Supplied information:
··········
//! Configuration management for the vendchat assistant
//!
//! Supports loading configuration from:
//! - YAML files (`config/default.yaml`, `config/{env}.yaml`)
//! - Environment variables (`VENDCHAT__` prefix)
//!
//! and owns the content the assistant speaks with:
//! - Locale dictionaries (embedded English and Arabic, overridable per file)
//! - Intent, budget and industry keyword tables
//! - The persisted locale preference

pub mod chatbot;
pub mod keywords;
pub mod locales;
pub mod preference;
pub mod settings;

pub use chatbot::{ChatbotConfig, ContactConfig};
pub use keywords::{IntentKeywords, KeywordTables};
pub use locales::LocaleCatalog;
pub use preference::LocalePreferenceStore;
pub use settings::{
    load_settings, load_settings_from, ObservabilityConfig, RuntimeEnvironment, ServerConfig,
    Settings,
};

use thiserror::Error;

#[derive(Error, Debug)]
pub enum ConfigError {
    #[error("Configuration file not found: {0}")]
    FileNotFound(String),

    #[error("Failed to parse configuration: {0}")]
    ParseError(String),

    #[error("Invalid value for {field}: {message}")]
    InvalidValue { field: String, message: String },

    #[error("I/O error: {0}")]
    Io(#[from] std::io::Error),
}

impl From<config::ConfigError> for ConfigError {
    fn from(err: config::ConfigError) -> Self {
        ConfigError::ParseError(err.to_string())
    }
}

impl From<vendchat_core::Error> for ConfigError {
    fn from(err: vendchat_core::Error) -> Self {
        ConfigError::ParseError(err.to_string())
    }
}
//! Application State
//!
//! Shared state across all handlers.

use std::sync::Arc;
use std::time::Duration;

use metrics_exporter_prometheus::PrometheusHandle;

use vendchat_agent::ChatEngine;
use vendchat_config::{KeywordTables, LocaleCatalog, LocalePreferenceStore, Settings};

use crate::session::SessionManager;
use crate::ServerError;

/// Application state
#[derive(Clone)]
pub struct AppState {
    pub config: Arc<Settings>,
    /// Session manager
    pub sessions: Arc<SessionManager>,
    /// Remembered site language, used for new sessions
    pub preference: Arc<LocalePreferenceStore>,
    /// Prometheus handle, when metrics are enabled
    pub metrics: Option<PrometheusHandle>,
}

impl AppState {
    /// Build state from settings: locale dictionaries, keyword tables and
    /// the session manager
    pub fn new(config: Settings) -> Result<Self, ServerError> {
        let catalog = Arc::new(LocaleCatalog::load(config.locales_dir.as_deref())?);
        let keywords = KeywordTables::load_or_default(config.keywords_path.as_deref());
        let engine = Arc::new(ChatEngine::new(&keywords, config.chatbot.contact.clone()));

        let sessions = Arc::new(SessionManager::new(
            engine,
            catalog,
            config.chatbot.clone(),
            config.server.max_sessions,
            Duration::from_secs(config.server.session_timeout_secs),
            Duration::from_secs(config.server.cleanup_interval_secs),
        ));

        let preference = Arc::new(LocalePreferenceStore::new(
            &config.preference_path,
            config.chatbot.language()?,
        ));

        let metrics = if config.observability.metrics_enabled {
            crate::metrics::init_metrics()
        } else {
            None
        };

        Ok(Self {
            config: Arc::new(config),
            sessions,
            preference,
            metrics,
        })
    }
}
··········
Task to complete:
When you transcribe the records above, keep every line exactly the same.

Solution to this exercise:
//! Configuration management for the vendchat assistant
//!
//! Supports loading configuration from:
//! - YAML files (`config/default.yaml`, `config/{env}.yaml`)
//! - Environment variables (`VENDCHAT__` prefix)
//!
//! and owns the content the assistant speaks with:
//! - Locale dictionaries (embedded English and Arabic, overridable per file)
//! - Intent, budget and industry keyword tables
//! - The persisted locale preference

pub mod chatbot;
pub mod keywords;
pub mod locales;
pub mod preference;
pub mod settings;

pub use chatbot::{ChatbotConfig, ContactConfig};
pub use keywords::{IntentKeywords, KeywordTables};
pub use locales::LocaleCatalog;
pub use preference::LocalePreferenceStore;
pub use settings::{
    load_settings, load_settings_from, ObservabilityConfig, RuntimeEnvironment, ServerConfig,
    Settings,
};

use thiserror::Error;

#[derive(Error, Debug)]
pub enum ConfigError {
    #[error("Configuration file not found: {0}")]
    FileNotFound(String),

    #[error("Failed to parse configuration: {0}")]
    ParseError(String),

    #[error("Invalid value for {field}: {message}")]
    InvalidValue { field: String, message: String },

    #[error("I/O error: {0}")]
    Io(#[from] std::io::Error),
}

impl From<config::ConfigError> for ConfigError {
    fn from(err: config::ConfigError) -> Self {
        ConfigError::ParseError(err.to_string())
    }
}

impl From<vendchat_core::Error> for ConfigError {
    fn from(err: vendchat_core::Error) -> Self {
        ConfigError::ParseError(err.to_string())
    }
}
//! Application State
//!
//! Shared state across all handlers.

use std::sync::Arc;
use std::time::Duration;

use metrics_exporter_prometheus::PrometheusHandle;

use vendchat_agent::ChatEngine;
use vendchat_config::{KeywordTables, LocaleCatalog, LocalePreferenceStore, Settings};

use crate::session::SessionManager;
use crate::ServerError;

/// Application state
#[derive(Clone)]
pub struct AppState {
    pub config: Arc<Settings>,
    /// Session manager
    pub sessions: Arc<SessionManager>,
    /// Remembered site language, used for new sessions
    pub preference: Arc<LocalePreferenceStore>,
    /// Prometheus handle, when metrics are enabled
    pub metrics: Option<PrometheusHandle>,
}

impl AppState {
    /// Build state from settings: locale dictionaries, keyword tables and
    /// the session manager
    pub fn new(config: Settings) -> Result<Self, ServerError> {
        let catalog = Arc::new(LocaleCatalog::load(config.locales_dir.as_deref())?);
        let keywords = KeywordTables::load_or_default(config.keywords_path.as_deref());
        let engine = Arc::new(ChatEngine::new(&keywords, config.chatbot.contact.clone()));

        let sessions = Arc::new(SessionManager::new(
            engine,
            catalog,
            config.chatbot.clone(),
            config.server.max_sessions,
            Duration::from_secs(config.server.session_timeout_secs),
            Duration::from_secs(config.server.cleanup_interval_secs),
        ));

        let preference = Arc::new(LocalePreferenceStore::new(
            &config.preference_path,
            config.chatbot.language()?,
        ));

        let metrics = if config.observability.metrics_enabled {
            crate::metrics::init_metrics()
        } else {
            None
        };

        Ok(Self {
            config: Arc::new(config),
            sessions,
            preference,
            metrics,
        })
    }
}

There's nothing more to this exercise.